* [EXERCISE DIRECTIONS]: Read through the listing and copy every line that contains the word "GeometryKernel".
┄┄┄┄┄┄
// SPDX-License-Identifier: Apache-2.0
// Copyright (c) 2025 Polyframe Inc.

//! Geometry kernel seam
//!
//! The adaptation stages never evaluate geometry directly: they ask a
//! `GeometryKernel`. `RobustKernel` answers with the exact predicates of this
//! crate; callers can plug in another implementation (for example one backed
//! by an external exact-arithmetic library).

use super::triangle_intersection::{self, RayCrossing, TrianglePoints};
use nalgebra::{Point3, Vector3};

/// Intersection capabilities the adaptation pipeline relies on
pub trait GeometryKernel: Send + Sync {
    /// Classify how the ray from `origin`, truncated at `far`, crosses a triangle.
    ///
    /// `far` must lie beyond every triangle the ray is tested against, so that
    /// a batch of tests shares one exact line.
    fn ray_crossing(
        &self,
        origin: &Point3<f64>,
        far: &Point3<f64>,
        triangle: &TrianglePoints,
    ) -> RayCrossing;

    /// Whether the ray from `origin` along `direction` meets the triangle.
    fn ray_intersects_triangle(
        &self,
        origin: &Point3<f64>,
        direction: &Vector3<f64>,
        triangle: &TrianglePoints,
    ) -> bool {
        let reach = triangle
            .iter()
            .map(|v| (v - origin).norm())
            .fold(0.0, f64::max);
        let length = direction.norm();
        if length == 0.0 {
            return false;
        }
        let far = origin + direction * ((2.0 * reach + 1.0) / length);
        self.ray_crossing(origin, &far, triangle) != RayCrossing::Miss
    }

    /// Whether two closed triangles share at least one point.
    fn triangles_intersect(&self, tri_a: &TrianglePoints, tri_b: &TrianglePoints) -> bool;

    /// Whether the closed segment `p`-`q` meets the closed triangle.
    fn segment_intersects_triangle(
        &self,
        p: &Point3<f64>,
        q: &Point3<f64>,
        triangle: &TrianglePoints,
    ) -> bool;

    /// Whether triangles `(a, b, p)` and `(b, a, q)` hinged on edge `a`-`b`
    /// overlap beyond the edge.
    fn edge_fold(&self, a: &Point3<f64>, b: &Point3<f64>, p: &Point3<f64>, q: &Point3<f64>) -> bool;
}

/// Kernel backed by the exact predicates in `robust_predicates`
#[derive(Debug, Clone, Copy, Default)]
pub struct RobustKernel;

impl GeometryKernel for RobustKernel {
    fn ray_crossing(
        &self,
        origin: &Point3<f64>,
        far: &Point3<f64>,
        triangle: &TrianglePoints,
    ) -> RayCrossing {
        triangle_intersection::ray_crossing(origin, far, triangle)
    }

    fn triangles_intersect(&self, tri_a: &TrianglePoints, tri_b: &TrianglePoints) -> bool {
        triangle_intersection::triangles_intersect(tri_a, tri_b)
    }

    fn segment_intersects_triangle(
        &self,
        p: &Point3<f64>,
        q: &Point3<f64>,
        triangle: &TrianglePoints,
    ) -> bool {
        triangle_intersection::segment_intersects_triangle(p, q, triangle)
    }

    fn edge_fold(&self, a: &Point3<f64>, b: &Point3<f64>, p: &Point3<f64>, q: &Point3<f64>) -> bool {
        triangle_intersection::edge_fold(a, b, p, q)
    }
}

#[cfg(test)]
mod tests {
    use super::*;

    fn unit_triangle_at(z: f64) -> TrianglePoints {
        [
            Point3::new(0.0, 0.0, z),
            Point3::new(1.0, 0.0, z),
            Point3::new(0.0, 1.0, z),
        ]
    }

    #[test]
    fn test_ray_intersects_triangle() {
        let kernel = RobustKernel;
        let triangle = unit_triangle_at(2.0);
        let origin = Point3::new(0.2, 0.2, 0.0);

        assert!(kernel.ray_intersects_triangle(&origin, &Vector3::new(0.0, 0.0, 1.0), &triangle));
        assert!(!kernel.ray_intersects_triangle(&origin, &Vector3::new(0.0, 0.0, -1.0), &triangle));
        assert!(!kernel.ray_intersects_triangle(&origin, &Vector3::zeros(), &triangle));
    }

    #[test]
    fn test_kernel_is_object_safe() {
        let kernel: Box<dyn GeometryKernel> = Box::new(RobustKernel);
        assert!(kernel.triangles_intersect(&unit_triangle_at(0.0), &unit_triangle_at(0.0)));
        assert!(!kernel.triangles_intersect(&unit_triangle_at(0.0), &unit_triangle_at(1.0)));
    }
}
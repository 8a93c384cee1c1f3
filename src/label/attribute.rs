//! Nutrient attribute table
//!
//! The label fields FLX knows how to extract, with the static metadata
//! driving unit normalization: group tag, default unit, and supported units.

use rmcp::schemars;
use serde::{Deserialize, Serialize};

use super::unit::NutrientUnit;

/// Group tag for an attribute
///
/// Percentage units are legal only for mineral and vitamin attributes; the
/// group carries that rule so it stays metadata rather than per-attribute
/// special cases.
#[derive(Debug, Clone, Copy, PartialEq, Eq, Serialize, Deserialize, schemars::JsonSchema)]
#[serde(rename_all = "lowercase")]
pub enum AttributeGroup {
    Energy,
    Macro,
    Lipid,
    Fiber,
    Sugar,
    Mineral,
    Vitamin,
}

impl AttributeGroup {
    /// Whether values in this group may carry a percentage unit
    pub fn allows_percent(&self) -> bool {
        matches!(self, AttributeGroup::Mineral | AttributeGroup::Vitamin)
    }
}

/// A nutrient or label field
#[derive(Debug, Clone, Copy, PartialEq, Eq, Hash, Serialize, Deserialize, schemars::JsonSchema)]
#[serde(rename_all = "snake_case")]
pub enum Attribute {
    Energy,
    Protein,
    Carbohydrate,
    Fat,
    SaturatedFat,
    TransFat,
    MonounsaturatedFat,
    PolyunsaturatedFat,
    Cholesterol,
    DietaryFiber,
    Sugar,
    AddedSugar,
    Sodium,
    Salt,
    Calcium,
    Iron,
    Potassium,
    Magnesium,
    Zinc,
    VitaminA,
    VitaminC,
    VitaminD,
    VitaminE,
    VitaminB6,
    VitaminB12,
    Folate,
}

impl Attribute {
    /// All known attributes, in label-conventional order
    pub const ALL: [Attribute; 26] = [
        Attribute::Energy,
        Attribute::Fat,
        Attribute::SaturatedFat,
        Attribute::TransFat,
        Attribute::MonounsaturatedFat,
        Attribute::PolyunsaturatedFat,
        Attribute::Cholesterol,
        Attribute::Sodium,
        Attribute::Salt,
        Attribute::Carbohydrate,
        Attribute::DietaryFiber,
        Attribute::Sugar,
        Attribute::AddedSugar,
        Attribute::Protein,
        Attribute::Calcium,
        Attribute::Iron,
        Attribute::Potassium,
        Attribute::Magnesium,
        Attribute::Zinc,
        Attribute::VitaminA,
        Attribute::VitaminC,
        Attribute::VitaminD,
        Attribute::VitaminE,
        Attribute::VitaminB6,
        Attribute::VitaminB12,
        Attribute::Folate,
    ];

    /// The three core macros every extracted column must represent
    pub const MACROS: [Attribute; 3] = [
        Attribute::Carbohydrate,
        Attribute::Fat,
        Attribute::Protein,
    ];

    /// Group tag for this attribute
    pub fn group(&self) -> AttributeGroup {
        match self {
            Attribute::Energy => AttributeGroup::Energy,
            Attribute::Protein | Attribute::Carbohydrate | Attribute::Fat => AttributeGroup::Macro,
            Attribute::SaturatedFat
            | Attribute::TransFat
            | Attribute::MonounsaturatedFat
            | Attribute::PolyunsaturatedFat
            | Attribute::Cholesterol => AttributeGroup::Lipid,
            Attribute::DietaryFiber => AttributeGroup::Fiber,
            Attribute::Sugar | Attribute::AddedSugar => AttributeGroup::Sugar,
            Attribute::Sodium
            | Attribute::Salt
            | Attribute::Calcium
            | Attribute::Iron
            | Attribute::Potassium
            | Attribute::Magnesium
            | Attribute::Zinc => AttributeGroup::Mineral,
            Attribute::VitaminA
            | Attribute::VitaminC
            | Attribute::VitaminD
            | Attribute::VitaminE
            | Attribute::VitaminB6
            | Attribute::VitaminB12
            | Attribute::Folate => AttributeGroup::Vitamin,
        }
    }

    /// Unit assumed when OCR found none or found one this attribute cannot carry
    pub fn default_unit(&self) -> NutrientUnit {
        match self {
            Attribute::Energy => NutrientUnit::Kcal,
            Attribute::Protein
            | Attribute::Carbohydrate
            | Attribute::Fat
            | Attribute::SaturatedFat
            | Attribute::TransFat
            | Attribute::MonounsaturatedFat
            | Attribute::PolyunsaturatedFat
            | Attribute::DietaryFiber
            | Attribute::Sugar
            | Attribute::AddedSugar
            | Attribute::Salt => NutrientUnit::G,
            Attribute::Cholesterol
            | Attribute::Sodium
            | Attribute::Calcium
            | Attribute::Iron
            | Attribute::Potassium
            | Attribute::Magnesium
            | Attribute::Zinc
            | Attribute::VitaminC
            | Attribute::VitaminE
            | Attribute::VitaminB6 => NutrientUnit::Mg,
            Attribute::VitaminA
            | Attribute::VitaminD
            | Attribute::VitaminB12
            | Attribute::Folate => NutrientUnit::Mcg,
        }
    }

    /// Units this attribute can carry, before the group-level percent rule
    pub fn base_units(&self) -> &'static [NutrientUnit] {
        match self {
            Attribute::Energy => &[NutrientUnit::Kcal, NutrientUnit::Kj],
            Attribute::Protein
            | Attribute::Carbohydrate
            | Attribute::Fat
            | Attribute::SaturatedFat
            | Attribute::TransFat
            | Attribute::MonounsaturatedFat
            | Attribute::PolyunsaturatedFat
            | Attribute::DietaryFiber
            | Attribute::Sugar
            | Attribute::AddedSugar => &[NutrientUnit::G],
            Attribute::Salt => &[NutrientUnit::G, NutrientUnit::Mg],
            Attribute::Cholesterol
            | Attribute::Sodium
            | Attribute::Calcium
            | Attribute::Potassium
            | Attribute::Magnesium => &[NutrientUnit::Mg, NutrientUnit::G],
            Attribute::Iron | Attribute::Zinc | Attribute::VitaminC | Attribute::VitaminB6 => {
                &[NutrientUnit::Mg, NutrientUnit::Mcg]
            }
            Attribute::VitaminE => &[NutrientUnit::Mg, NutrientUnit::Iu],
            Attribute::VitaminA | Attribute::VitaminD => &[NutrientUnit::Mcg, NutrientUnit::Iu],
            Attribute::VitaminB12 | Attribute::Folate => &[NutrientUnit::Mcg, NutrientUnit::Mg],
        }
    }

    /// Whether a detected unit is legal for this attribute
    ///
    /// Percent is accepted on top of the base units when the group allows it.
    pub fn supports_unit(&self, unit: NutrientUnit) -> bool {
        if self.base_units().contains(&unit) {
            return true;
        }
        unit == NutrientUnit::Percent && self.group().allows_percent()
    }

    /// Whether this is one of the three core macros
    pub fn is_macro(&self) -> bool {
        Self::MACROS.contains(self)
    }

    /// Canonical snake_case name, matching the serde representation
    pub fn as_str(&self) -> &'static str {
        match self {
            Attribute::Energy => "energy",
            Attribute::Protein => "protein",
            Attribute::Carbohydrate => "carbohydrate",
            Attribute::Fat => "fat",
            Attribute::SaturatedFat => "saturated_fat",
            Attribute::TransFat => "trans_fat",
            Attribute::MonounsaturatedFat => "monounsaturated_fat",
            Attribute::PolyunsaturatedFat => "polyunsaturated_fat",
            Attribute::Cholesterol => "cholesterol",
            Attribute::DietaryFiber => "dietary_fiber",
            Attribute::Sugar => "sugar",
            Attribute::AddedSugar => "added_sugar",
            Attribute::Sodium => "sodium",
            Attribute::Salt => "salt",
            Attribute::Calcium => "calcium",
            Attribute::Iron => "iron",
            Attribute::Potassium => "potassium",
            Attribute::Magnesium => "magnesium",
            Attribute::Zinc => "zinc",
            Attribute::VitaminA => "vitamin_a",
            Attribute::VitaminC => "vitamin_c",
            Attribute::VitaminD => "vitamin_d",
            Attribute::VitaminE => "vitamin_e",
            Attribute::VitaminB6 => "vitamin_b6",
            Attribute::VitaminB12 => "vitamin_b12",
            Attribute::Folate => "folate",
        }
    }

    /// Parse an attribute name, accepting common label spellings
    pub fn from_str(s: &str) -> Option<Self> {
        let lower = s.to_lowercase();
        match lower.trim() {
            "energy" | "calories" => Some(Attribute::Energy),
            "protein" => Some(Attribute::Protein),
            "carbohydrate" | "carbohydrates" | "carbs" | "total_carbohydrate" => {
                Some(Attribute::Carbohydrate)
            }
            "fat" | "total_fat" => Some(Attribute::Fat),
            "saturated_fat" | "saturated" => Some(Attribute::SaturatedFat),
            "trans_fat" | "trans" => Some(Attribute::TransFat),
            "monounsaturated_fat" | "monounsaturated" => Some(Attribute::MonounsaturatedFat),
            "polyunsaturated_fat" | "polyunsaturated" => Some(Attribute::PolyunsaturatedFat),
            "cholesterol" => Some(Attribute::Cholesterol),
            "dietary_fiber" | "fiber" | "fibre" => Some(Attribute::DietaryFiber),
            "sugar" | "sugars" => Some(Attribute::Sugar),
            "added_sugar" | "added_sugars" => Some(Attribute::AddedSugar),
            "sodium" => Some(Attribute::Sodium),
            "salt" => Some(Attribute::Salt),
            "calcium" => Some(Attribute::Calcium),
            "iron" => Some(Attribute::Iron),
            "potassium" => Some(Attribute::Potassium),
            "magnesium" => Some(Attribute::Magnesium),
            "zinc" => Some(Attribute::Zinc),
            "vitamin_a" => Some(Attribute::VitaminA),
            "vitamin_c" => Some(Attribute::VitaminC),
            "vitamin_d" => Some(Attribute::VitaminD),
            "vitamin_e" => Some(Attribute::VitaminE),
            "vitamin_b6" => Some(Attribute::VitaminB6),
            "vitamin_b12" => Some(Attribute::VitaminB12),
            "folate" | "folic_acid" => Some(Attribute::Folate),
            _ => None,
        }
    }
}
┄┄┄┄┄┄
* [SOLVED PROBLEM]:
//! `GeometryKernel`. `RobustKernel` answers with the exact predicates of this
pub trait GeometryKernel: Send + Sync {
impl GeometryKernel for RobustKernel {
        let kernel: Box<dyn GeometryKernel> = Box::new(RobustKernel);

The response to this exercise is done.